Saved entries:
________________

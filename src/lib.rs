//! # Heuristic Connect Four
//!
//! Connect Four against a single-ply heuristic computer opponent, played in
//! the terminal. Features a ratatui front end with drop animations, a terminal
//! bell for sound, and win/loss statistics persisted as JSON.
//!
//! ## Modules
//!
//! - [`game`]: Core game logic: board, player, rules, snapshots
//! - [`ai`]: Agent trait and the heuristic move policy
//! - [`controller`]: Turn sequencing with injected collaborators
//! - [`audio`]: Sound cues and sinks
//! - [`stats`]: Win/loss statistics stores
//! - [`ui`]: Terminal UI: game view, drop animation
//! - [`config`]: TOML configuration loading and validation
//! - [`error`]: Structured error types

pub mod ai;
pub mod audio;
pub mod config;
pub mod controller;
pub mod error;
pub mod game;
pub mod stats;
pub mod ui;
mod agent;
pub mod heuristic;

pub use agent::Agent;
pub use heuristic::{Decision, HeuristicAgent, HeuristicConfig, Rule};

________________

Exercise details —
Without leaving anything out, repeat the data exactly.

The answer —
filename src/lib.rs
//! # Heuristic Connect Four
//!
//! Connect Four against a single-ply heuristic computer opponent, played in
//! the terminal. Features a ratatui front end with drop animations, a terminal
//! bell for sound, and win/loss statistics persisted as JSON.
//!
//! ## Modules
//!
//! - [`game`]: Core game logic: board, player, rules, snapshots
//! - [`ai`]: Agent trait and the heuristic move policy
//! - [`controller`]: Turn sequencing with injected collaborators
//! - [`audio`]: Sound cues and sinks
//! - [`stats`]: Win/loss statistics stores
//! - [`ui`]: Terminal UI: game view, drop animation
//! - [`config`]: TOML configuration loading and validation
//! - [`error`]: Structured error types

pub mod ai;
pub mod audio;
pub mod config;
pub mod controller;
pub mod error;
pub mod game;
pub mod stats;
pub mod ui;
mod agent;
pub mod heuristic;

pub use agent::Agent;
pub use heuristic::{Decision, HeuristicAgent, HeuristicConfig, Rule};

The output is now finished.